‘Touchback exits will have grave impacts’


Part 3

Editor’s Note: This is part of a series of special reports that Saipan Tribune is featuring every Friday this month, focusing on the “touchback” provision. The series will examine the rule’s impact on employers, affected workers, and the CNMI economy.

The impending temporary exit of hundreds of foreign workers in the CNMI will leave a large gap in the CNMI’s workforce and there just isn’t enough local workers to fill the cracks. With this tremendous loss, workforce entities in the CNMI believe this would have an adverse impact on both businesses and government operations.

According to Nicole Babauta, president of the Society for Human Resource Management NMI Chapter, the loss would have a tremendous adverse impact because foreign workers holding CNMI Only Transitional workers visas—usually referred to as CW-1 visas—make up a large chunk of CNMI’s workforce, particularly since the CNMI is still in the process of recovery after the COVID-19 pandemic.

“Our continuing concern is with the ‘touchback’ provision of the U.S. Workforce Act, a ‘minimum 30-day departure’ from the Commonwealth, which will require thousands of workers and their families to leave the CNMI around the June 18 to October 1, 2023 time frame, for possibly up to six-eight months,” she said.

Foreign workers holding CNMI Only Transitional workers visas—usually referred to as CW-1 visas—make up a large chunk of the CNMI’s workforce. (KIMBERLY B. ESMORES)

“The absence of so many workers at the same time, to include both professionals and support workers, in key industries such as healthcare, utilities, telecommunications, and hospitality will have a tremendously adverse effect on business and government operations, especially at a time when we anticipate that our economy will be reviving,” Babauta added.

In hopes of filling the gap that will be left by this exodus, SHRM members have been making efforts to employ local workers to fill key positions. Unfortunately, there just aren’t enough local workers, she said.

“SHRM member businesses have been and are making sincere efforts to find and employ local workers. However, there are not sufficient local resident workers to fill certain healthcare, professional and semi/skilled-trades worker positions. Efforts are being made to correct this situation, including with the help of Northern Marianas College and [NMTech], but presently the CW-1 workers in these fields are vitally important to our community,” she said.

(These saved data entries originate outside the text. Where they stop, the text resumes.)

//! Composition Store
//!
//! Sole writer of composition state. Every mutation is a named command
//! ([`EditOp`]) applied atomically: referents are checked before anything is
//! touched, the revision counter is bumped inside the same commit that
//! appends the operation log record, and failed operations change nothing.

use chrono::{DateTime, Utc};
use serde::{Deserialize, Serialize};
use tracing::debug;
use uuid::Uuid;

use crate::error::{ArithmusicError, Result};

use super::segment::{Segment, SegmentId, SegmentPatch};
use super::settings::SettingsChange;
use super::timeline::{Timeline, TrackId, TrackOption};
use super::Composition;

/// The selected segment, if any: a weak (track id, segment id) reference
/// resolved at read time, never an index pair.
pub type Selection = Option<(TrackId, SegmentId)>;

/// A named, parameterized mutation of the composition.
#[derive(Debug, Clone, Serialize, Deserialize)]
#[serde(rename_all = "snake_case", tag = "op")]
pub enum EditOp {
    AddTrack,
    DeleteTrack {
        track: TrackId,
    },
    AddSegment {
        track: TrackId,
        start: f64,
        duration: f64,
    },
    DeleteSegment {
        track: TrackId,
        segment: SegmentId,
    },
    TrackOptionChange {
        track: TrackId,
        option: TrackOption,
    },
    SegmentDataChange {
        track: TrackId,
        segment: SegmentId,
        patch: SegmentPatch,
    },
    SelectSegment {
        target: Selection,
    },
    RearrangeSegment {
        from_track: TrackId,
        segment: SegmentId,
        to_track: TrackId,
        to_index: usize,
    },
    SettingsChange {
        change: SettingsChange,
    },
    ResetSettings,
    /// A whole-composition replacement from a loaded document. The document
    /// itself is not duplicated into the log.
    LoadComposition,
}

impl EditOp {
    /// Short human-readable summary for the operation log.
    pub fn describe(&self) -> String {
        match self {
            EditOp::AddTrack => "add track".to_string(),
            EditOp::DeleteTrack { track } => format!("delete {track}"),
            EditOp::AddSegment { track, .. } => format!("add segment to {track}"),
            EditOp::DeleteSegment { track, segment } => format!("delete {segment} from {track}"),
            EditOp::TrackOptionChange { track, .. } => format!("change option on {track}"),
            EditOp::SegmentDataChange { track, segment, .. } => {
                format!("change {segment} on {track}")
            }
            EditOp::SelectSegment { target: Some((t, s)) } => format!("select {s} on {t}"),
            EditOp::SelectSegment { target: None } => "clear selection".to_string(),
            EditOp::RearrangeSegment {
                from_track,
                segment,
                to_track,
                to_index,
            } => format!("move {segment} from {from_track} to {to_track}[{to_index}]"),
            EditOp::SettingsChange { change } => format!("set {}", change.field_name()),
            EditOp::ResetSettings => "reset settings".to_string(),
            EditOp::LoadComposition => "load composition".to_string(),
        }
    }
}

/// One entry of the operation log.
#[derive(Debug, Clone, Serialize, Deserialize)]
pub struct OpRecord {
    /// Unique identifier for this record.
    pub id: String,

    /// When the operation was applied.
    pub timestamp: DateTime<Utc>,

    /// The operation that was applied.
    pub op: EditOp,

    /// Revision counter value after the operation.
    pub revision: u64,
}

impl OpRecord {
    fn new(op: EditOp, revision: u64) -> Self {
        Self {
            id: Uuid::new_v4().to_string(),
            timestamp: Utc::now(),
            op,
            revision,
        }
    }
}

/// Owner of the composition, selection, identity counters, revision counter
/// and operation log.
#[derive(Debug, Clone, Default)]
pub struct CompositionStore {
    composition: Composition,
    selection: Selection,
    next_segment_id: u64,
    next_track_id: u64,
    revision: u64,
    op_log: Vec<OpRecord>,
}

impl CompositionStore {
    /// Create an empty store: no timelines, default settings, revision 0.
    pub fn new() -> Self {
        Self::default()
    }

    /// Create a store seeded with one track holding one default segment,
    /// the editor's starting composition.
    pub fn with_seed() -> Self {
        let mut store = Self::new();
        let track = store.add_track();
        store
            .add_segment(track, 0.0, 1.0)
            .expect("seed track exists");
        store
    }

    // --- Read surface -----------------------------------------------------

    /// The current composition. Read-only; mutations go through the ops.
    pub fn composition(&self) -> &Composition {
        &self.composition
    }

    /// Monotonic change counter. Consumers compare against their last-seen
    /// value; equality means no redraw is needed.
    pub fn revision(&self) -> u64 {
        self.revision
    }

    /// The current selection reference, if any.
    pub fn selection(&self) -> Selection {
        self.selection
    }

    /// Resolve the selection to the live timeline and segment.
    ///
    /// Returns `None` both when nothing is selected and when the reference
    /// no longer resolves (which the mutation ops prevent, but resolution is
    /// still done at read time rather than trusted).
    pub fn selected_segment(&self) -> Option<(&Timeline, &Segment)> {
        let (track, segment) = self.selection?;
        let timeline = self.composition.timeline(track)?;
        let segment = timeline.segment(segment)?;
        Some((timeline, segment))
    }

    /// The operation log, oldest first.
    pub fn op_log(&self) -> &[OpRecord] {
        &self.op_log
    }

    // --- Mutation surface -------------------------------------------------

    /// Apply a named operation.
    ///
    /// `AddTrack`/`AddSegment` assign ids internally; use the direct methods
    /// when the caller needs the new id back. `LoadComposition` carries a
    /// document and is only reachable through [`load_composition`](Self::load_composition).
    pub fn apply(&mut self, op: EditOp) -> Result<()> {
        match op {
            EditOp::AddTrack => {
                self.add_track();
                Ok(())
            }
            EditOp::DeleteTrack { track } => self.delete_track(track),
            EditOp::AddSegment {
                track,
                start,
                duration,
            } => self.add_segment(track, start, duration).map(|_| ()),
            EditOp::DeleteSegment { track, segment } => self.delete_segment(track, segment),
            EditOp::TrackOptionChange { track, option } => self.track_option_change(track, option),
            EditOp::SegmentDataChange {
                track,
                segment,
                patch,
            } => self.segment_data_change(track, segment, &patch),
            EditOp::SelectSegment { target } => self.select_segment(target),
            EditOp::RearrangeSegment {
                from_track,
                segment,
                to_track,
                to_index,
            } => self.rearrange_segment(from_track, segment, to_track, to_index),
            EditOp::SettingsChange { change } => {
                self.settings_change(change);
                Ok(())
            }
            EditOp::ResetSettings => {
                self.reset_settings();
                Ok(())
            }
            EditOp::LoadComposition => Err(ArithmusicError::DocumentFormat {
                field: "op".to_string(),
                reason: "load_composition requires a document".to_string(),
            }),
        }
    }

    /// Append an empty track and return its id.
    pub fn add_track(&mut self) -> TrackId {
        let id = TrackId(self.next_track_id);
        self.next_track_id += 1;
        self.composition.timelines.push(Timeline::new(id));
        self.commit(EditOp::AddTrack);
        id
    }

    /// Delete a track and every segment it owns. Selection pointing into the
    /// track is cleared in the same transition.
    pub fn delete_track(&mut self, track: TrackId) -> Result<()> {
        let row = self
            .composition
            .row_of(track)
            .ok_or(ArithmusicError::TrackNotFound { track })?;
        self.composition.timelines.remove(row);
        if matches!(self.selection, Some((t, _)) if t == track) {
            self.selection = None;
        }
        self.commit(EditOp::DeleteTrack { track });
        Ok(())
    }

    /// Append a new segment to a track, assigning the next segment id.
    /// Ids strictly increase and are never reused, even after deletes.
    pub fn add_segment(&mut self, track: TrackId, start: f64, duration: f64) -> Result<SegmentId> {
        let id = SegmentId(self.next_segment_id);
        let timeline = self
            .timeline_mut(track)
            .ok_or(ArithmusicError::TrackNotFound { track })?;
        timeline.segments.push(Segment::new(id, start, duration));
        self.next_segment_id += 1;
        self.commit(EditOp::AddSegment {
            track,
            start,
            duration,
        });
        Ok(id)
    }

    /// Delete a segment. Selection referring to it is cleared atomically
    /// with the deletion.
    pub fn delete_segment(&mut self, track: TrackId, segment: SegmentId) -> Result<()> {
        let timeline = self
            .timeline_mut(track)
            .ok_or(ArithmusicError::TrackNotFound { track })?;
        let index = timeline
            .position_of(segment)
            .ok_or(ArithmusicError::SegmentNotFound { segment })?;
        timeline.segments.remove(index);
        if matches!(self.selection, Some((_, s)) if s == segment) {
            self.selection = None;
        }
        self.commit(EditOp::DeleteSegment { track, segment });
        Ok(())
    }

    /// Change one per-track option.
    pub fn track_option_change(&mut self, track: TrackId, option: TrackOption) -> Result<()> {
        let timeline = self
            .timeline_mut(track)
            .ok_or(ArithmusicError::TrackNotFound { track })?;
        timeline.set_option(option);
        self.commit(EditOp::TrackOptionChange { track, option });
        Ok(())
    }

    /// Patch a segment's editable data in place.
    pub fn segment_data_change(
        &mut self,
        track: TrackId,
        segment: SegmentId,
        patch: &SegmentPatch,
    ) -> Result<()> {
        let timeline = self
            .timeline_mut(track)
            .ok_or(ArithmusicError::TrackNotFound { track })?;
        let seg = timeline
            .segment_mut(segment)
            .ok_or(ArithmusicError::SegmentNotFound { segment })?;
        patch.apply_to(seg);
        self.commit(EditOp::SegmentDataChange {
            track,
            segment,
            patch: patch.clone(),
        });
        Ok(())
    }

    /// Set or clear the selection. A `Some` target must resolve to a live
    /// segment.
    pub fn select_segment(&mut self, target: Selection) -> Result<()> {
        if let Some((track, segment)) = target {
            let timeline = self
                .composition
                .timeline(track)
                .ok_or(ArithmusicError::TrackNotFound { track })?;
            if timeline.segment(segment).is_none() {
                return Err(ArithmusicError::SegmentNotFound { segment });
            }
        }
        self.selection = target;
        self.commit(EditOp::SelectSegment { target });
        Ok(())
    }

    /// Move a segment within or across timelines to the given position, as a
    /// single transition. The target index is clamped to the destination
    /// length; every untouched segment keeps its relative order.
    pub fn rearrange_segment(
        &mut self,
        from_track: TrackId,
        segment: SegmentId,
        to_track: TrackId,
        to_index: usize,
    ) -> Result<()> {
        // Check both referents before mutating anything.
        if self.composition.timeline(to_track).is_none() {
            return Err(ArithmusicError::TrackNotFound { track: to_track });
        }
        let source = self
            .composition
            .timeline(from_track)
            .ok_or(ArithmusicError::TrackNotFound { track: from_track })?;
        let from_index = source
            .position_of(segment)
            .ok_or(ArithmusicError::SegmentNotFound { segment })?;

        let moved = self
            .timeline_mut(from_track)
            .expect("checked above")
            .segments
            .remove(from_index);
        let dest = self.timeline_mut(to_track).expect("checked above");
        let index = to_index.min(dest.segments.len());
        dest.segments.insert(index, moved);

        self.commit(EditOp::RearrangeSegment {
            from_track,
            segment,
            to_track,
            to_index,
        });
        Ok(())
    }

    /// Assign one settings field. The value is stored as-given; range
    /// problems surface through validation, which gates synthesis.
    pub fn settings_change(&mut self, change: SettingsChange) {
        self.composition.settings.apply(change);
        self.commit(EditOp::SettingsChange { change });
    }

    /// Reset every settings field to its default.
    pub fn reset_settings(&mut self) {
        self.composition.settings.reset();
        self.commit(EditOp::ResetSettings);
    }

    /// Replace the composition wholesale from a loaded document.
    ///
    /// Ids are renumbered densely in traversal order (so a load never
    /// collides with ids already handed out this session is irrelevant: the
    /// loaded content defines a clean id space), both counters are advanced
    /// past everything assigned, the selection is cleared, and the revision
    /// counter keeps counting up rather than resetting.
    pub fn load_composition(&mut self, mut loaded: Composition) -> Result<()> {
        let mut next_segment = 0u64;
        let mut next_track = self.next_track_id;
        for timeline in &mut loaded.timelines {
            timeline.id = TrackId(next_track);
            next_track += 1;
            for segment in &mut timeline.segments {
                segment.id = SegmentId(next_segment);
                next_segment += 1;
            }
        }

        self.composition = loaded;
        self.selection = None;
        self.next_segment_id = self.next_segment_id.max(next_segment);
        self.next_track_id = next_track;
        self.commit(EditOp::LoadComposition);
        Ok(())
    }

    fn timeline_mut(&mut self, track: TrackId) -> Option<&mut Timeline> {
        self.composition.timelines.iter_mut().find(|tl| tl.id == track)
    }

    /// Every successful mutation funnels through here: the revision bump is
    /// inseparable from the log append.
    fn commit(&mut self, op: EditOp) {
        self.revision += 1;
        debug!(revision = self.revision, op = %op.describe(), "composition mutated");
        self.op_log.push(OpRecord::new(op, self.revision));
    }
}
//! Timeline (track): one lane of segments with per-lane options

use std::fmt;

use serde::{Deserialize, Serialize};

use super::segment::{Segment, SegmentId};

/// Session-unique identifier for a timeline.
///
/// Row position in the composition is meaningful for display and playback;
/// the id exists so selection can survive row shifts (a deleted row above the
/// selected one must not silently re-target the selection).
#[derive(
    Debug, Clone, Copy, PartialEq, Eq, PartialOrd, Ord, Hash, Serialize, Deserialize, Default,
)]
#[serde(transparent)]
pub struct TrackId(pub u64);

impl fmt::Display for TrackId {
    fn fmt(&self, f: &mut fmt::Formatter<'_>) -> fmt::Result {
        write!(f, "track#{}", self.0)
    }
}

/// Per-track options.
#[derive(Debug, Clone, PartialEq, Serialize, Deserialize)]
pub struct TrackOptions {
    /// Muted tracks contribute silence to the mix.
    #[serde(default)]
    pub mute: bool,

    /// Linear gain applied to every segment on the track.
    #[serde(default = "default_gain")]
    pub gain: f64,
}

fn default_gain() -> f64 {
    1.0
}

impl Default for TrackOptions {
    fn default() -> Self {
        Self {
            mute: false,
            gain: default_gain(),
        }
    }
}

/// A single named option change on a track.
#[derive(Debug, Clone, Copy, PartialEq, Serialize, Deserialize)]
#[serde(rename_all = "snake_case")]
pub enum TrackOption {
    Mute(bool),
    Gain(f64),
}

/// One lane of segments in playback order, plus its options.
///
/// Owned exclusively by the [`Composition`](crate::composition::Composition).
#[derive(Debug, Clone, PartialEq, Serialize, Deserialize)]
pub struct Timeline {
    /// Session-unique track id (not part of the wire document).
    #[serde(skip)]
    pub id: TrackId,

    /// Per-track options.
    #[serde(default)]
    pub options: TrackOptions,

    /// Segments in playback order.
    #[serde(default)]
    pub segments: Vec<Segment>,
}

impl Timeline {
    /// Create an empty timeline with default options.
    pub fn new(id: TrackId) -> Self {
        Self {
            id,
            options: TrackOptions::default(),
            segments: Vec::new(),
        }
    }

    /// Find the index of a segment by id.
    pub fn position_of(&self, segment: SegmentId) -> Option<usize> {
        self.segments.iter().position(|s| s.id == segment)
    }

    /// Look up a segment by id.
    pub fn segment(&self, segment: SegmentId) -> Option<&Segment> {
        self.segments.iter().find(|s| s.id == segment)
    }

    /// Look up a segment by id, mutably.
    pub fn segment_mut(&mut self, segment: SegmentId) -> Option<&mut Segment> {
        self.segments.iter_mut().find(|s| s.id == segment)
    }

    /// Apply a single option change.
    pub fn set_option(&mut self, option: TrackOption) {
        match option {
            TrackOption::Mute(mute) => self.options.mute = mute,
            TrackOption::Gain(gain) => self.options.gain = gain,
        }
    }
}
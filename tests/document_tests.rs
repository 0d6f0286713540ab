//! Serialization Layer Tests
//!
//! Round-trip and malformed-document behavior for the wire documents and
//! the project file.

use pretty_assertions::assert_eq;
use test_case::test_case;

use arithmusic::composition::{
    CompositionStore, SegmentPatch, SettingsChange, TrackOption, Waveform,
};
use arithmusic::document::{
    export_composition_json, export_settings_json, parse_composition_json, ProjectFile,
};
use arithmusic::ArithmusicError;

/// A composition with some texture: two tracks, options, patched params.
fn textured_store() -> CompositionStore {
    let mut store = CompositionStore::new();
    let first = store.add_track();
    let second = store.add_track();

    let a = store.add_segment(first, 0.0, 1.0).unwrap();
    store.add_segment(first, 1.0, 0.5).unwrap();
    store.add_segment(second, 0.0, 2.0).unwrap();

    store
        .segment_data_change(
            first,
            a,
            &SegmentPatch {
                frequency: Some(220.0),
                amplitude: Some(0.8),
                waveform: Some(Waveform::Triangle),
                ..Default::default()
            },
        )
        .unwrap();
    store
        .track_option_change(second, TrackOption::Gain(0.5))
        .unwrap();
    store.settings_change(SettingsChange::Multiplier(2.0));
    store
}

#[test]
fn load_of_export_preserves_structure_and_params() {
    let store = textured_store();
    let json = export_composition_json(store.composition()).unwrap();

    let mut fresh = CompositionStore::new();
    fresh
        .load_composition(parse_composition_json(&json).unwrap())
        .unwrap();

    let original = store.composition();
    let loaded = fresh.composition();
    assert_eq!(loaded.timelines.len(), original.timelines.len());
    for (orig_tl, load_tl) in original.timelines.iter().zip(&loaded.timelines) {
        assert_eq!(load_tl.options, orig_tl.options);
        assert_eq!(load_tl.segments.len(), orig_tl.segments.len());
        for (orig_seg, load_seg) in orig_tl.segments.iter().zip(&load_tl.segments) {
            assert_eq!(load_seg.start, orig_seg.start);
            assert_eq!(load_seg.duration, orig_seg.duration);
            assert_eq!(load_seg.frequency, orig_seg.frequency);
            assert_eq!(load_seg.amplitude, orig_seg.amplitude);
            assert_eq!(load_seg.waveform, orig_seg.waveform);
        }
    }
}

#[test]
fn loaded_ids_are_unique_and_order_preserving() {
    let json = r#"{"timelines": [
        {"segments": [
            {"id": 40, "start": 0.0, "duration": 1.0},
            {"id": 7,  "start": 1.0, "duration": 1.0}
        ]},
        {"segments": [
            {"id": 40, "start": 0.0, "duration": 1.0}
        ]}
    ]}"#;

    let mut store = CompositionStore::new();
    store
        .load_composition(parse_composition_json(json).unwrap())
        .unwrap();

    let ids: Vec<u64> = store
        .composition()
        .timelines
        .iter()
        .flat_map(|tl| tl.segments.iter())
        .map(|s| s.id.0)
        .collect();
    assert_eq!(ids, vec![0, 1, 2], "dense, unique, traversal order");

    // The next assigned id continues past everything loaded.
    let track = store.composition().timelines[0].id;
    let next = store.add_segment(track, 2.0, 1.0).unwrap();
    assert_eq!(next.0, 3);
}

#[test]
fn settings_document_round_trip() {
    let mut store = CompositionStore::with_seed();
    store.settings_change(SettingsChange::Aliasing(true));
    store.settings_change(SettingsChange::Volume(0.25));

    let json = export_settings_json(&store.composition().settings).unwrap();
    let value: serde_json::Value = serde_json::from_str(&json).unwrap();
    assert_eq!(
        value,
        serde_json::json!({"fs": 44100.0, "volume": 0.25, "multiplier": 1.0, "aliasing": true})
    );
}

#[test_case(r#"[]"#, "document" ; "root not an object")]
#[test_case(r#"{}"#, "timelines" ; "missing timelines")]
#[test_case(r#"{"timelines": {}}"#, "timelines" ; "timelines not an array")]
#[test_case(r#"{"timelines": [[]]}"#, "timelines[0]" ; "timeline not an object")]
#[test_case(r#"{"timelines": [{"options": {}}]}"#, "timelines[0].segments" ; "missing segments")]
#[test_case(
    r#"{"timelines": [{"segments": [{"start": 0, "duration": 1}]}]}"#,
    "timelines[0].segments[0].id" ; "segment missing id"
)]
#[test_case(
    r#"{"timelines": [{"segments": [{"id": -3, "start": 0, "duration": 1}]}]}"#,
    "timelines[0].segments[0].id" ; "negative id"
)]
#[test_case(
    r#"{"timelines": [{"segments": [{"id": 0, "start": "zero", "duration": 1}]}]}"#,
    "timelines[0].segments[0].start" ; "start not a number"
)]
fn malformed_document_names_offending_field(input: &str, expected_field: &str) {
    match parse_composition_json(input).unwrap_err() {
        ArithmusicError::DocumentFormat { field, .. } => assert_eq!(field, expected_field),
        other => panic!("unexpected error: {other}"),
    }
}

#[test]
fn failed_load_leaves_composition_untouched() {
    let mut store = CompositionStore::with_seed();
    let before = store.composition().clone();
    let revision = store.revision();

    assert!(parse_composition_json(r#"{"timelines": 0}"#).is_err());

    assert_eq!(store.composition(), &before);
    assert_eq!(store.revision(), revision);
}

#[test]
fn project_file_round_trip_through_disk() {
    let dir = tempfile::tempdir().unwrap();
    let path = dir.path().join("piece.json");

    let store = textured_store();
    ProjectFile::snapshot(store.composition())
        .unwrap()
        .save_to(&path)
        .unwrap();

    let loaded = ProjectFile::load_from(&path)
        .unwrap()
        .into_composition()
        .unwrap();
    assert_eq!(loaded.settings, store.composition().settings);
    assert_eq!(loaded.timelines.len(), 2);
    assert_eq!(
        loaded.timelines[0].segments[0].waveform,
        Waveform::Triangle
    );
}

#[test]
fn tampered_project_file_fails_checksum() {
    let dir = tempfile::tempdir().unwrap();
    let path = dir.path().join("piece.json");

    let store = CompositionStore::with_seed();
    ProjectFile::snapshot(store.composition())
        .unwrap()
        .save_to(&path)
        .unwrap();

    // The wire document is embedded as a string, so its quotes are escaped
    // in the file text.
    let content = std::fs::read_to_string(&path)
        .unwrap()
        .replace("\\\"duration\\\":1.0", "\\\"duration\\\":9.0");
    std::fs::write(&path, content).unwrap();

    match ProjectFile::load_from(&path).unwrap_err() {
        ArithmusicError::Checksum { .. } => {}
        other => panic!("unexpected error: {other}"),
    }
}
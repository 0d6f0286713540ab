//! Synthesis Engine Module
//!
//! The foreign engine surface, the bridge that drives it, and an in-process
//! reference engine:
//! - `api`: the consumed engine interface (serialized request in, buffer
//!   descriptor out, explicit dealloc)
//! - `bridge`: single-flight request state machine and buffer lifecycle
//! - `native`: reference engine backing the CLI and end-to-end tests

pub mod api;
pub mod bridge;
pub mod native;

pub use api::SynthesisEngine;
pub use bridge::{RenderKind, RenderedAudio, SynthesisBridge};
pub use native::NativeEngine;
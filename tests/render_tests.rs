//! Synthesis Round-Trip Tests
//!
//! End-to-end: composition store -> wire documents -> bridge -> engine ->
//! copied-out buffer -> playback sink, with the buffer lifecycle and
//! single-flight guarantees observed from outside.

use approx::assert_relative_eq;

use arithmusic::composition::{CompositionStore, SettingsChange, TrackOption};
use arithmusic::document::{export_composition_json, export_settings_json};
use arithmusic::engine::{NativeEngine, RenderKind, SynthesisBridge, SynthesisEngine};
use arithmusic::playback::MemorySink;
use arithmusic::session::Session;

fn seed_session() -> Session<NativeEngine, MemorySink> {
    Session::new(NativeEngine::new(), MemorySink::new())
}

#[test]
fn one_second_composition_renders_fs_samples_and_releases_once() {
    let mut session = seed_session();

    let samples = session.play().expect("valid composition renders");

    // duration * fs = 1.0 * 44100
    assert_eq!(samples, 44100);
    // Exactly one release followed the copy-out: nothing left live.
    assert_eq!(session.engine().live_allocations(), 0);
}

#[test]
fn rendered_sine_matches_expected_samples() {
    let mut session = seed_session();
    session.play().unwrap();

    let (samples, sample_rate, channels) = {
        let started = &session.sink().started;
        assert_eq!(started.len(), 1);
        started[0].clone()
    };
    assert_eq!(sample_rate, 44100);
    assert_eq!(channels, 1);

    // Seed segment: 440 Hz sine, amplitude 1, volume 1.
    for &i in &[1usize, 100, 1000] {
        let t = i as f64 / 44100.0;
        let expected = (2.0 * std::f64::consts::PI * 440.0 * t).sin() as f32;
        assert_relative_eq!(samples[i], expected, epsilon = 1e-5);
    }
}

#[test]
fn negative_fs_blocks_synthesis_before_the_engine() {
    let mut session = seed_session();
    session
        .store_mut()
        .settings_change(SettingsChange::Fs(-1.0));

    let err = session.play().unwrap_err();
    assert_eq!(err.error_code(), "VALIDATION_ERROR");
    // The engine was never asked to render.
    assert_eq!(session.engine().heap_memory().len(), 0);
}

#[test]
fn second_request_without_awaiting_first_is_busy() {
    let mut store = CompositionStore::with_seed();
    store.settings_change(SettingsChange::Volume(0.5));
    let comp = export_composition_json(store.composition()).unwrap();
    let settings = export_settings_json(&store.composition().settings).unwrap();

    let mut bridge = SynthesisBridge::new(NativeEngine::new());
    bridge
        .request(RenderKind::Waveform, &comp, &settings)
        .expect("first request");

    let err = bridge
        .request(RenderKind::Waveform, &comp, &settings)
        .unwrap_err();
    assert_eq!(err.error_code(), "BUSY");

    // The first request completes normally and releases its buffer.
    let rendered = bridge.take_rendered(RenderKind::Waveform).unwrap();
    assert_eq!(rendered.samples.len(), 44100);
    assert!(bridge.is_idle());
    assert_eq!(bridge.engine().live_allocations(), 0);
}

#[test]
fn spectrogram_shares_the_buffer_lifecycle() {
    let mut session = seed_session();

    let rendered = session.render_spectrogram().expect("spectral render");
    assert_eq!(rendered.kind, RenderKind::Spectrogram);
    assert!(!rendered.samples.is_empty());
    assert_eq!(session.engine().live_allocations(), 0);

    // A waveform render afterwards works on the same engine.
    assert_eq!(session.play().unwrap(), 44100);
    assert_eq!(session.engine().live_allocations(), 0);
}

#[test]
fn muted_and_gain_tracks_mix_as_configured() {
    let mut session = seed_session();
    let store = session.store_mut();
    let quiet = store.add_track();
    store.add_segment(quiet, 0.0, 1.0).unwrap();
    store
        .track_option_change(quiet, TrackOption::Gain(0.5))
        .unwrap();
    store.settings_change(SettingsChange::Volume(0.5));

    session.play().unwrap();
    let (samples, _, _) = session.sink().started[0].clone();

    // Two identical 440 Hz sines, gains 1.0 + 0.5, volume 0.5, clamped.
    let t = 100.0 / 44100.0;
    let expected = ((2.0 * std::f64::consts::PI * 440.0 * t).sin() * 1.5 * 0.5)
        .clamp(-1.0, 1.0) as f32;
    assert_relative_eq!(samples[100], expected, epsilon = 1e-5);
}

#[test]
fn stop_all_halts_every_started_source() {
    let mut session = seed_session();
    session.play().unwrap();
    session.play().unwrap();
    assert_eq!(session.source_count(), 2);

    session.stop_all();
    assert_eq!(session.sink().stopped_count(), 2);
}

Fortunately, Babauta said, Delegate Gregorio Kilili C. Sablan (D-MP) has introduced legislation to postpone the touchback rule by a few months and SHRM NMI Chapter fully supports that.

“Doing away with or modifying the touchback provision of the U.S. Workforce Act will be of tremendous benefit to the CNMI in this regard. NMI SHRM gives our thanks and appreciation for all of the things that U.S. Delegate Sablan has accomplished for the CNMI community,” she said.

Acting Labor secretary Leila Staffler says the CNMI Department of Labor is well aware of this impending exodus of workers and, as a means to prepare for what seems like an inevitable loss, the department is looking at ways to connect unemployed CNMI locals to jobs through different kinds of community outreach as well as streamlining its website for a more efficient way for members of the community to find job vacancies.

Kimberly Bautista Esmores | Reporter
Kimberly Bautista Esmores has covered a wide range of news beats, including the community, housing, crime, and more. She now covers sports for the Saipan Tribune. Contact her at kimberly_bautista@saipantribune.com.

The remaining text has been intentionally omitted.